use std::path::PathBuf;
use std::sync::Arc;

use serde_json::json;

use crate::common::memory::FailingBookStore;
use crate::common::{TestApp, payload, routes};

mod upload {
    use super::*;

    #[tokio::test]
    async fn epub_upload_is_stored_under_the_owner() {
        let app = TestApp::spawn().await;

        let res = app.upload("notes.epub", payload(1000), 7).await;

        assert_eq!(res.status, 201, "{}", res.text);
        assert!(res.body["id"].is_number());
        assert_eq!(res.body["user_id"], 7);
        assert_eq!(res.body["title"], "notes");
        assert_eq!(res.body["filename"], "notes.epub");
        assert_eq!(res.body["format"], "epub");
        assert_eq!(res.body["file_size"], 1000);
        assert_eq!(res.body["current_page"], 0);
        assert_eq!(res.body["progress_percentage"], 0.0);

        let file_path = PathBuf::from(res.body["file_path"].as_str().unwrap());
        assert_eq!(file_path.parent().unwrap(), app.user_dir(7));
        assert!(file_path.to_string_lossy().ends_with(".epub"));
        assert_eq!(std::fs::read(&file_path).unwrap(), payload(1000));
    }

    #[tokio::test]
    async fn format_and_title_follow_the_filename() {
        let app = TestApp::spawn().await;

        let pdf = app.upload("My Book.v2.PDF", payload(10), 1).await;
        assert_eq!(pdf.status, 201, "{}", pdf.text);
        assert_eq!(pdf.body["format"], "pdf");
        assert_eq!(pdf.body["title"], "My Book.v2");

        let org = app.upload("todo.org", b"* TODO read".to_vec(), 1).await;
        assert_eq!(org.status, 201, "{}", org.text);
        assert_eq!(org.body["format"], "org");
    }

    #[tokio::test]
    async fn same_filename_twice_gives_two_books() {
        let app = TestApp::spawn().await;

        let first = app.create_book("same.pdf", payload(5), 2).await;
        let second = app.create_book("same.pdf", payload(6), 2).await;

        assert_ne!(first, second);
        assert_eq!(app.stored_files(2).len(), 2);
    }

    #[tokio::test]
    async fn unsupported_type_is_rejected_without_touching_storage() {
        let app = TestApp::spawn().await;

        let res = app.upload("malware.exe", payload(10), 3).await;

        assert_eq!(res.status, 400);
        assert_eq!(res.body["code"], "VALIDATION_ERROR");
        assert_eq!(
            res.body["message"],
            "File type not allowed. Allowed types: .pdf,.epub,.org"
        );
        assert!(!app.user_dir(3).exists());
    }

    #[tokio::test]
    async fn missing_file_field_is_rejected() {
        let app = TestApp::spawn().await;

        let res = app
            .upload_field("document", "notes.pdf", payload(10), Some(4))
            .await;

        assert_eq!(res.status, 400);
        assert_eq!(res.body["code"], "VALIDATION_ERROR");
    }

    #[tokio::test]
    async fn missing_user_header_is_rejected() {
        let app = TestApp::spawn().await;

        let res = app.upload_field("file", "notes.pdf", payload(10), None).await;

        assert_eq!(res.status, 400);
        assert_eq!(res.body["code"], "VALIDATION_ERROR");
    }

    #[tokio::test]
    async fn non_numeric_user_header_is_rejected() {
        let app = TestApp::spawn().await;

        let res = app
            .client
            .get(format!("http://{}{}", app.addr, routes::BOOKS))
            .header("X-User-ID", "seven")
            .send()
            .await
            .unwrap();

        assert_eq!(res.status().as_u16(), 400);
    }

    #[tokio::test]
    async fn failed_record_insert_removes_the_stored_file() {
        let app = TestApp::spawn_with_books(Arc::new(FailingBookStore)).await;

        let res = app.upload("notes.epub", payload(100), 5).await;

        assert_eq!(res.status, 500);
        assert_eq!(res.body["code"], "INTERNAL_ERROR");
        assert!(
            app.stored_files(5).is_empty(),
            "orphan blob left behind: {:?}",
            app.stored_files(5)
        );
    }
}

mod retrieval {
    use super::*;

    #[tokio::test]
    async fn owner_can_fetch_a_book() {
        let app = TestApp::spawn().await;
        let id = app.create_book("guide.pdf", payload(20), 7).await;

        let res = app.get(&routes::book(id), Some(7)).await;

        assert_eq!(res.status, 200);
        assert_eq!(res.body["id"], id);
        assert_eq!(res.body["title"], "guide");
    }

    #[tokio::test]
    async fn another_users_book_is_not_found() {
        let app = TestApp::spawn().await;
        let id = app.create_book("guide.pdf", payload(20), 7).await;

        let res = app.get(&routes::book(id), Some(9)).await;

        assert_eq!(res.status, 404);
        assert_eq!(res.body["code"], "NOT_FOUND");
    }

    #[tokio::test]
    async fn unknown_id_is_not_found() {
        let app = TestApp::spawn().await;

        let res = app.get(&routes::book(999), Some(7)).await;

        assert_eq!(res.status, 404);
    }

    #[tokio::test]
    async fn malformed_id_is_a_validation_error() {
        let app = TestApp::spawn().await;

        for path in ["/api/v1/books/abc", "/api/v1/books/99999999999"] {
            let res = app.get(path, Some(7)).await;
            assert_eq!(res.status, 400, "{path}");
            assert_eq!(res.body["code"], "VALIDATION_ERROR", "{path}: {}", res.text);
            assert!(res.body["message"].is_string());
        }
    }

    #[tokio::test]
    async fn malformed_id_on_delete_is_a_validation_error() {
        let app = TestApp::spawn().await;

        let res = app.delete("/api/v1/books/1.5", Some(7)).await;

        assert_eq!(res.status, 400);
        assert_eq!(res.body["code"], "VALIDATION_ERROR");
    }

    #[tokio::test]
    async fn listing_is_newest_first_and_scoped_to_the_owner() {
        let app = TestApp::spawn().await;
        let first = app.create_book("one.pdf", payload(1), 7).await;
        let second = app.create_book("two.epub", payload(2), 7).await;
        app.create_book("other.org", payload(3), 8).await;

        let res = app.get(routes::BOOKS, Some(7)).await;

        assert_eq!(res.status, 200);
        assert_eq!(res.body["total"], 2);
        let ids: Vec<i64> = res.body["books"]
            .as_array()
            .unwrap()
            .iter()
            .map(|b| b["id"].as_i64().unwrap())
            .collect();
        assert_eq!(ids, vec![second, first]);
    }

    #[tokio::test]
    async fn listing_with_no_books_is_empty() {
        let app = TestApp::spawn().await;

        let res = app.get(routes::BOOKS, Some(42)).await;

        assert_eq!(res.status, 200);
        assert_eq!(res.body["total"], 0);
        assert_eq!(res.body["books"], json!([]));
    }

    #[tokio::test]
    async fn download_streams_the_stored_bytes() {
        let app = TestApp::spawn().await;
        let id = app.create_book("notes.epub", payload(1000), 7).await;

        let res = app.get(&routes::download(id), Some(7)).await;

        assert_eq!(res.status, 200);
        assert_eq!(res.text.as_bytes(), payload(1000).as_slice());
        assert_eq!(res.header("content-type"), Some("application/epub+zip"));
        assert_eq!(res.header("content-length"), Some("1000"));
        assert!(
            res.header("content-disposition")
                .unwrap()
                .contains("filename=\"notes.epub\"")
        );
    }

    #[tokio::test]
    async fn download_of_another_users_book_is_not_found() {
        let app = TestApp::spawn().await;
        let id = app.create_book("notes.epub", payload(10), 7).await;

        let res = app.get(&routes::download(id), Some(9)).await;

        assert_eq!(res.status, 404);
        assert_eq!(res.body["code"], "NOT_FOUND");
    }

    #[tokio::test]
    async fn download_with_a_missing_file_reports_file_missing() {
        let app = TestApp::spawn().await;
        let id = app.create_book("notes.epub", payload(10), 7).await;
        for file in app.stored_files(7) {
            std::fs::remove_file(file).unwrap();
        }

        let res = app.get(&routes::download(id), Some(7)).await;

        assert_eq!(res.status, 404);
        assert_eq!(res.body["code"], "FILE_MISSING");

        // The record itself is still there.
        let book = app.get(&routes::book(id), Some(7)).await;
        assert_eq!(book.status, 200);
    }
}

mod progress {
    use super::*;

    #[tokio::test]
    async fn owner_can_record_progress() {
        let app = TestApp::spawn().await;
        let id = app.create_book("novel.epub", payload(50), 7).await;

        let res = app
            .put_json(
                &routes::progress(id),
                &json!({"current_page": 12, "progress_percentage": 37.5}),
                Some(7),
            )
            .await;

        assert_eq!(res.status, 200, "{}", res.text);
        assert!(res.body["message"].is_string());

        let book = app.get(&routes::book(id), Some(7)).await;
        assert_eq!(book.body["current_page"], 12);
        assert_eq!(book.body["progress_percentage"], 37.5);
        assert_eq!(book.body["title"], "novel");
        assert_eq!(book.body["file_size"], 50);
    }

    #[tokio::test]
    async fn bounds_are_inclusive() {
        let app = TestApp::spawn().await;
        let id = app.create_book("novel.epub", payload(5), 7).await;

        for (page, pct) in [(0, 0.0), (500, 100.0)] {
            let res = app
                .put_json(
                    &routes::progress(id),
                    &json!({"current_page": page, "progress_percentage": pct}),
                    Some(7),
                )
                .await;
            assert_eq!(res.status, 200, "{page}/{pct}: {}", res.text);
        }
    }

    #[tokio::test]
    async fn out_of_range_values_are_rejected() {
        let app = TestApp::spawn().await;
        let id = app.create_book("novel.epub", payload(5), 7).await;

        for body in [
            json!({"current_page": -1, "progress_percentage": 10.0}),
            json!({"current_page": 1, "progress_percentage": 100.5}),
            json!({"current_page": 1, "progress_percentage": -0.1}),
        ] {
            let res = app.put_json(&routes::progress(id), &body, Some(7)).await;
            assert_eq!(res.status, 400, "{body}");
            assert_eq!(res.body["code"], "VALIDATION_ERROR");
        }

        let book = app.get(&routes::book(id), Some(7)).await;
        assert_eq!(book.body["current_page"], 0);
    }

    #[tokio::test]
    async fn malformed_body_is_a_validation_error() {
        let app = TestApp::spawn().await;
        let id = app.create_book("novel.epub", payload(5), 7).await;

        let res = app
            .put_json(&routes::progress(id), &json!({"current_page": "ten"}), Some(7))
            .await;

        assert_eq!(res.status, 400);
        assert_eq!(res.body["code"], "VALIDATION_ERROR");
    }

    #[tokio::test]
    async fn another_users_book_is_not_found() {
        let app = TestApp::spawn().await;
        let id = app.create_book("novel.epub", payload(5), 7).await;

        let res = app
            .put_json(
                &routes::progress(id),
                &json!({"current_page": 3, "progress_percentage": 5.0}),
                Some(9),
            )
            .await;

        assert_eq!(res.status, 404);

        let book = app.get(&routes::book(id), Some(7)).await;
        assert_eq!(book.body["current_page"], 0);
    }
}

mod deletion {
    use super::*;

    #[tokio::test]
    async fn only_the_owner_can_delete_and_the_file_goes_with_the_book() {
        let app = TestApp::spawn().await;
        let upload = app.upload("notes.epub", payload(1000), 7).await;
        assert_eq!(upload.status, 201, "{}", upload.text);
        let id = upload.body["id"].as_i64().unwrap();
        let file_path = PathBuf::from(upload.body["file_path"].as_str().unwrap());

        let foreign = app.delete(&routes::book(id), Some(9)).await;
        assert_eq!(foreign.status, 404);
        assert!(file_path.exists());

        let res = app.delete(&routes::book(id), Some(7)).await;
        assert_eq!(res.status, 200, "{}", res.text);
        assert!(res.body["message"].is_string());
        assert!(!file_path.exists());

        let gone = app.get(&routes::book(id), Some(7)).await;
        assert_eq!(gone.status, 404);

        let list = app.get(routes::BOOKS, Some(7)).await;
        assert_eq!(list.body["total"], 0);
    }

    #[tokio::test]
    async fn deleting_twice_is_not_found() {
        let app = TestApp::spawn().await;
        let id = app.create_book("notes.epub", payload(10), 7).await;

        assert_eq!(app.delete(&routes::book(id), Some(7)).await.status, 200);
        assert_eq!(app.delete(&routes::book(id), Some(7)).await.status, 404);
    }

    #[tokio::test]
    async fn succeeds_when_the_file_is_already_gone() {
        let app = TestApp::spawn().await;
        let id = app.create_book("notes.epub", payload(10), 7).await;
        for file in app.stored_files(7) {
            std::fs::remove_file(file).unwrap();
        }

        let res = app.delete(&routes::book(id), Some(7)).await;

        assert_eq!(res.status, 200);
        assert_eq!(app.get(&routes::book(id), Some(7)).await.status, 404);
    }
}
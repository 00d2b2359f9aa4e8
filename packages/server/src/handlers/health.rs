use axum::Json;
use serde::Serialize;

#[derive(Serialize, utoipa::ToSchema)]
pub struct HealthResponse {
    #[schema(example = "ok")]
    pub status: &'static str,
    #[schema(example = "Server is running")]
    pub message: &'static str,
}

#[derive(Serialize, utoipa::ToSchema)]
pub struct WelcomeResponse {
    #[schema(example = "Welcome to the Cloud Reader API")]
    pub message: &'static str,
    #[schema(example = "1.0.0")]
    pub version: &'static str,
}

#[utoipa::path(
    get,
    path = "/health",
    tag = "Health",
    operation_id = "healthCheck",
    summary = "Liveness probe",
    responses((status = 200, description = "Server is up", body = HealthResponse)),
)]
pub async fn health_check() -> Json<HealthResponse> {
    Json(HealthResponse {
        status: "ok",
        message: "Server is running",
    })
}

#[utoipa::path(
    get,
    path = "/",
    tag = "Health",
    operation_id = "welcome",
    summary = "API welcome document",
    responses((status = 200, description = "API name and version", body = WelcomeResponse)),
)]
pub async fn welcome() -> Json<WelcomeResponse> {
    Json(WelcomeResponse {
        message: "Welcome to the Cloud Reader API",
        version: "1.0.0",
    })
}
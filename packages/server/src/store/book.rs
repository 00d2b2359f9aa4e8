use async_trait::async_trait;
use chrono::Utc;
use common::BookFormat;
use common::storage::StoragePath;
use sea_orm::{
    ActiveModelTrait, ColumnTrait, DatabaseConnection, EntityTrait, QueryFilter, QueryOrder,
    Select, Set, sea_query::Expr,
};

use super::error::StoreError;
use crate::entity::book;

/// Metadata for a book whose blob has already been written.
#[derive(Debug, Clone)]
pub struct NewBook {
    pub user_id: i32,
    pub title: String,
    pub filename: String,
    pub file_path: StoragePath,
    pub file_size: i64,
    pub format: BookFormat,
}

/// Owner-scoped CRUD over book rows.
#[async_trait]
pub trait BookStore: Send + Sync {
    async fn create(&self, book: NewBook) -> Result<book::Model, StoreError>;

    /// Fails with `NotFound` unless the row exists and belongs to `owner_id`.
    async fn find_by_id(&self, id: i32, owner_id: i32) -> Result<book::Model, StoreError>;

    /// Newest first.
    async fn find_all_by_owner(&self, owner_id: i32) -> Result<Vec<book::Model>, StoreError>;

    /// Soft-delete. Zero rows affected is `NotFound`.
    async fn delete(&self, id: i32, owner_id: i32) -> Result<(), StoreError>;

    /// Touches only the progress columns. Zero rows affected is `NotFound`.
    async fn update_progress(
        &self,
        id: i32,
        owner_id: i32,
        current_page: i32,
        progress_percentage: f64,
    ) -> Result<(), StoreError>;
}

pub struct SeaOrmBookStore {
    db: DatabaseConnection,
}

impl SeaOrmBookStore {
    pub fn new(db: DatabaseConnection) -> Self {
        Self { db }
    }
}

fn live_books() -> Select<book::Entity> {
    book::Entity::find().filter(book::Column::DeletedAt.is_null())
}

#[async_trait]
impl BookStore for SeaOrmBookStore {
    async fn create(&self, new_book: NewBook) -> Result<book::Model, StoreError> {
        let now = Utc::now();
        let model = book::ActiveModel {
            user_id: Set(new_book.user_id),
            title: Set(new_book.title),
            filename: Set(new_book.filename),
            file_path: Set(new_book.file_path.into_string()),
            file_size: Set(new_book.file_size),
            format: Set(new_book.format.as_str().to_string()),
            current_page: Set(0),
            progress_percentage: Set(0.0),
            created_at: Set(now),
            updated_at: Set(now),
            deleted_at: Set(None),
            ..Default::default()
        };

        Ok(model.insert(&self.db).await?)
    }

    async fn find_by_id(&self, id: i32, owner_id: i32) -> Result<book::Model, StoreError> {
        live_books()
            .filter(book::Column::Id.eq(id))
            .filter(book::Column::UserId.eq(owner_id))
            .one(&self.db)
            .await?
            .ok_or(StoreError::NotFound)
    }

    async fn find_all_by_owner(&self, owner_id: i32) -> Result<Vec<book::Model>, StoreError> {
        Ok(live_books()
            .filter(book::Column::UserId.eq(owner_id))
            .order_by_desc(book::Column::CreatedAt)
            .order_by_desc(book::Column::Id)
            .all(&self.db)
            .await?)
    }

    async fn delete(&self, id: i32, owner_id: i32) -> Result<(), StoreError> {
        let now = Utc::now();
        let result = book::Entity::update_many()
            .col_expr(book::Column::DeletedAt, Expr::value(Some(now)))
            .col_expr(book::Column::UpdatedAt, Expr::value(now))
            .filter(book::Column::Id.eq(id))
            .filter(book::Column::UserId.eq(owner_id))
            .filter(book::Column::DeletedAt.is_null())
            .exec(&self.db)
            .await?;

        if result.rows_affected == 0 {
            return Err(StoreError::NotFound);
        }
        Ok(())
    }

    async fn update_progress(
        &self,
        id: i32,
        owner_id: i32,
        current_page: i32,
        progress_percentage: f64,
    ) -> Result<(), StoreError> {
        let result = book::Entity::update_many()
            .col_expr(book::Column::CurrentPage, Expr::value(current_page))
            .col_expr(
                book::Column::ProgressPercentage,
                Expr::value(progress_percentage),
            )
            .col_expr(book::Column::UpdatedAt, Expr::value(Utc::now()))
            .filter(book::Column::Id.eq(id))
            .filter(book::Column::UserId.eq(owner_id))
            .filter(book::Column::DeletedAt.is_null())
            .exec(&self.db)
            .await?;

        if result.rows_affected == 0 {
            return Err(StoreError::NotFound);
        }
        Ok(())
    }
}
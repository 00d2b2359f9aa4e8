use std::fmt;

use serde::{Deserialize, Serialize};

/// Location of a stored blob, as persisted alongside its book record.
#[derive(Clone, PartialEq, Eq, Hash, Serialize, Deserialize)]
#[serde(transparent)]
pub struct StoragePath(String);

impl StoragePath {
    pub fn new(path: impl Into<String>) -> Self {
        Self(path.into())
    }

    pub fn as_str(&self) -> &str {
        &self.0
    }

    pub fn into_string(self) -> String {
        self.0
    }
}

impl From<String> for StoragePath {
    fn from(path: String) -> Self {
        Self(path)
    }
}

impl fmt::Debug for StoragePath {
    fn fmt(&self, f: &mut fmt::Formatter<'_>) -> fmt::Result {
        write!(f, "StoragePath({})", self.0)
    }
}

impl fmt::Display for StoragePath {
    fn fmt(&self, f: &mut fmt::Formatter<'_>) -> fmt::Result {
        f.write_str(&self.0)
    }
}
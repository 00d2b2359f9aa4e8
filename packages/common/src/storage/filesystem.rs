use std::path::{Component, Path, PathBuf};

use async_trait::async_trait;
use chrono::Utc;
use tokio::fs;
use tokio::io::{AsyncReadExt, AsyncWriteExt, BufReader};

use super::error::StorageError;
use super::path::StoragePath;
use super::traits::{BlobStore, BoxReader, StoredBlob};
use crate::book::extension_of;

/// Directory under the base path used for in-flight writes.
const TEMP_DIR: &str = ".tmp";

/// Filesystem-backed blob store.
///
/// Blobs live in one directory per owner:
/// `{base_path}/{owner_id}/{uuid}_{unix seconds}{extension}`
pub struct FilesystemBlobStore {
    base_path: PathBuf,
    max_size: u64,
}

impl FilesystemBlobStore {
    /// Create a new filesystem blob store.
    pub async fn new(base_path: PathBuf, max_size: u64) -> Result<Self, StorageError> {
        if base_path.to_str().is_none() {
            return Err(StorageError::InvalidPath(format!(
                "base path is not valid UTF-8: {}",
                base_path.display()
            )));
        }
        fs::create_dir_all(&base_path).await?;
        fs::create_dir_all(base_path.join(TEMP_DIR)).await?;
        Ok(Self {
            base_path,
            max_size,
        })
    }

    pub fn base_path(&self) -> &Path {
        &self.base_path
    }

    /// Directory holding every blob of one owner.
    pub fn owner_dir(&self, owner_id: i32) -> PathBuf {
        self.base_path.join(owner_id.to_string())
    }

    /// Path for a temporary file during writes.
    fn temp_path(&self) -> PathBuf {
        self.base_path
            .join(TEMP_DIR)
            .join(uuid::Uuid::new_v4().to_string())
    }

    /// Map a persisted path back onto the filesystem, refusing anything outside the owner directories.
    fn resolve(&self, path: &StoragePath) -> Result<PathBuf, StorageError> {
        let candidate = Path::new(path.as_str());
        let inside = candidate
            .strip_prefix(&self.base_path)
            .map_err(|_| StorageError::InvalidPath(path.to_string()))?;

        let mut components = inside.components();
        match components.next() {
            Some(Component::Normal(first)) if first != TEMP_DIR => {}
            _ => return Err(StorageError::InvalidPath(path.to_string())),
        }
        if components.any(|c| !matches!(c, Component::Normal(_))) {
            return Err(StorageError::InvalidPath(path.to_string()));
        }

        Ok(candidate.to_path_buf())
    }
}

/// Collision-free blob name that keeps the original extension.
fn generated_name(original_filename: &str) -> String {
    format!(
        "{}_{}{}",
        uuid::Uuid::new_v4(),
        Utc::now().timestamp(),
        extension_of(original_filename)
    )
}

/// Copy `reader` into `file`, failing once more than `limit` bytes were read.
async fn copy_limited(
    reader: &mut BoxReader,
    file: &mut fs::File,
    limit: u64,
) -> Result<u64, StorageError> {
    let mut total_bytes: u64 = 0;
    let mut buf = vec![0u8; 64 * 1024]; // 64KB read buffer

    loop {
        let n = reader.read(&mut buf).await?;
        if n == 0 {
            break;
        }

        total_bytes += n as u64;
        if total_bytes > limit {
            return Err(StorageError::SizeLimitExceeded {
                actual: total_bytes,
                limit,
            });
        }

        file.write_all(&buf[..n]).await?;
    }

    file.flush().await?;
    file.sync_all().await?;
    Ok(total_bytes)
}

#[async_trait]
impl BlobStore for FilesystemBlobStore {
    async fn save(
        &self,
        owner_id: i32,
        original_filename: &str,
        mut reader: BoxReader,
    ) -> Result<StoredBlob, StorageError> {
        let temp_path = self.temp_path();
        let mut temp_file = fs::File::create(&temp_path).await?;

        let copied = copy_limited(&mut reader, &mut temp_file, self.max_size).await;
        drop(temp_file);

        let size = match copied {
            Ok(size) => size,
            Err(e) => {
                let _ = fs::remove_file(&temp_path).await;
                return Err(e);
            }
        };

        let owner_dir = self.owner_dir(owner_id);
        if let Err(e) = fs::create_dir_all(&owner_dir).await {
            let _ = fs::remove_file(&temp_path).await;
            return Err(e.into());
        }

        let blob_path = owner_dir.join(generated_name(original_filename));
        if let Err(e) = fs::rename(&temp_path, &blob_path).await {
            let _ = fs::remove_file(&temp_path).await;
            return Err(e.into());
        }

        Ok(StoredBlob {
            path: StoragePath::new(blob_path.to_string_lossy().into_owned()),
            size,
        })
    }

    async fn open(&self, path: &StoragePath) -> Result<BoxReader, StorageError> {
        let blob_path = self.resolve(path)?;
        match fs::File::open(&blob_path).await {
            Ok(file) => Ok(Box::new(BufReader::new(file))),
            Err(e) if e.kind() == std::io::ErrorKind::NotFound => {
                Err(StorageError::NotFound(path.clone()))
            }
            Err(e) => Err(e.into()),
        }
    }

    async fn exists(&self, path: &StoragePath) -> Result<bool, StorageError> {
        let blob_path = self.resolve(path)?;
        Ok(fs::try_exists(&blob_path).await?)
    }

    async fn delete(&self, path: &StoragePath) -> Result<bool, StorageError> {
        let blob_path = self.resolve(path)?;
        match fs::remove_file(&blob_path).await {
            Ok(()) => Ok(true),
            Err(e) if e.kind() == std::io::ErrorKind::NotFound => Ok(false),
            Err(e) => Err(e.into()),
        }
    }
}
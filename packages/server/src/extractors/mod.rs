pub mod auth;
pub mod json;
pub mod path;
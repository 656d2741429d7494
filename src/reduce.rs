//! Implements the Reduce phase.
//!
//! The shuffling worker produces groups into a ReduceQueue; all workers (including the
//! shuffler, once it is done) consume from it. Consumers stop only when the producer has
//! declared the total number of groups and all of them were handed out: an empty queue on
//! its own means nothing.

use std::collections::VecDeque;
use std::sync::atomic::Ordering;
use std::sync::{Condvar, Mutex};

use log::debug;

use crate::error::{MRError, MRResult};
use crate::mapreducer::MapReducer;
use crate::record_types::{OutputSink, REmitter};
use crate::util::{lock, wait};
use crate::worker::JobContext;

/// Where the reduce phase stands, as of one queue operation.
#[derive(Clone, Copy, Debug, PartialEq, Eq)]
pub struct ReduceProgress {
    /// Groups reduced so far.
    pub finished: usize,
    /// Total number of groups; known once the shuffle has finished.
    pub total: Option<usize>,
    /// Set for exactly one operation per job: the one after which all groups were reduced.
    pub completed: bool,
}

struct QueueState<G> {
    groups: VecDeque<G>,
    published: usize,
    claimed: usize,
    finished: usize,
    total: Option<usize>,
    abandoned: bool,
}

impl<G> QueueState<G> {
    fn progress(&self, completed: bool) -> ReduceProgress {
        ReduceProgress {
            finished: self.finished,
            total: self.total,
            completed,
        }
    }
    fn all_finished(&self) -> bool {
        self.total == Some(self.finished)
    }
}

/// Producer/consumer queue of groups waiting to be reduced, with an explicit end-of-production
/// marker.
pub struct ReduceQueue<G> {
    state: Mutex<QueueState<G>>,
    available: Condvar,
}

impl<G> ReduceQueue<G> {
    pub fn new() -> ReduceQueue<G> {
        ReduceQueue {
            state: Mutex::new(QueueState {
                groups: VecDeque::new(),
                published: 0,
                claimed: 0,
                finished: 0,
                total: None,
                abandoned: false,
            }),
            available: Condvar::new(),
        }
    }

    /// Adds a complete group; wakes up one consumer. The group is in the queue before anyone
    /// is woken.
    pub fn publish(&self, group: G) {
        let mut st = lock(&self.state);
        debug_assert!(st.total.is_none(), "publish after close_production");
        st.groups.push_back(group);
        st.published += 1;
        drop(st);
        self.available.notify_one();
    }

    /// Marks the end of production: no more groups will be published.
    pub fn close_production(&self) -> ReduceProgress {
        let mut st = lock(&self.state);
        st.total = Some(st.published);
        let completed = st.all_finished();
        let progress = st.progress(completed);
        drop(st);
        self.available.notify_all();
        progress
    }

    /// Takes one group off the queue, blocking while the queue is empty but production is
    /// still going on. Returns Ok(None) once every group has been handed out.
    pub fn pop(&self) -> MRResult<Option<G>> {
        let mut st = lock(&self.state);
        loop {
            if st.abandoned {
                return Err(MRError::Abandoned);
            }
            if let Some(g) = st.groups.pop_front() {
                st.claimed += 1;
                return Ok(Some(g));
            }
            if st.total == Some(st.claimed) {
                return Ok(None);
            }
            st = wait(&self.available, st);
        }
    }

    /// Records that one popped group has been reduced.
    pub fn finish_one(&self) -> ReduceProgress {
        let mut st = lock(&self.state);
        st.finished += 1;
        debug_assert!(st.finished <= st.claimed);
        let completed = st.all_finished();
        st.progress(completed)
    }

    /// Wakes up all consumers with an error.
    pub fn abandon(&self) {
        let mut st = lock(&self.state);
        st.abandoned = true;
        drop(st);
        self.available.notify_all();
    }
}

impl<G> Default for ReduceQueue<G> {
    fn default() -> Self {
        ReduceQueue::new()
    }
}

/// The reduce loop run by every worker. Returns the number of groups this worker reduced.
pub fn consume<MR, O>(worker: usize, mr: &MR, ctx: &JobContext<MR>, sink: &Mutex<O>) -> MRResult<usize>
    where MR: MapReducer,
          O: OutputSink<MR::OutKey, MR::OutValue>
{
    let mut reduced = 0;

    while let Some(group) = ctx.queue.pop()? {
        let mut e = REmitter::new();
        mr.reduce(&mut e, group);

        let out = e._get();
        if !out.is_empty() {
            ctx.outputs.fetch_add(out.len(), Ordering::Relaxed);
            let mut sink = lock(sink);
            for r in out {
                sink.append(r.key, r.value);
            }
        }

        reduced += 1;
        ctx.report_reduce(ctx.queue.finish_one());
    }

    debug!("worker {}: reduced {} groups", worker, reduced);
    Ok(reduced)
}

- Task requirements:
Copy, exactly and only, the lines above that begin with the one containing "file.flush().await?;" and finish with the one containing "let owner_dir = self.owner_dir(owner_id);".

- Response:
    file.flush().await?;
    file.sync_all().await?;
    Ok(total_bytes)
}

#[async_trait]
impl BlobStore for FilesystemBlobStore {
    async fn save(
        &self,
        owner_id: i32,
        original_filename: &str,
        mut reader: BoxReader,
    ) -> Result<StoredBlob, StorageError> {
        let temp_path = self.temp_path();
        let mut temp_file = fs::File::create(&temp_path).await?;

        let copied = copy_limited(&mut reader, &mut temp_file, self.max_size).await;
        drop(temp_file);

        let size = match copied {
            Ok(size) => size,
            Err(e) => {
                let _ = fs::remove_file(&temp_path).await;
                return Err(e);
            }
        };

        let owner_dir = self.owner_dir(owner_id);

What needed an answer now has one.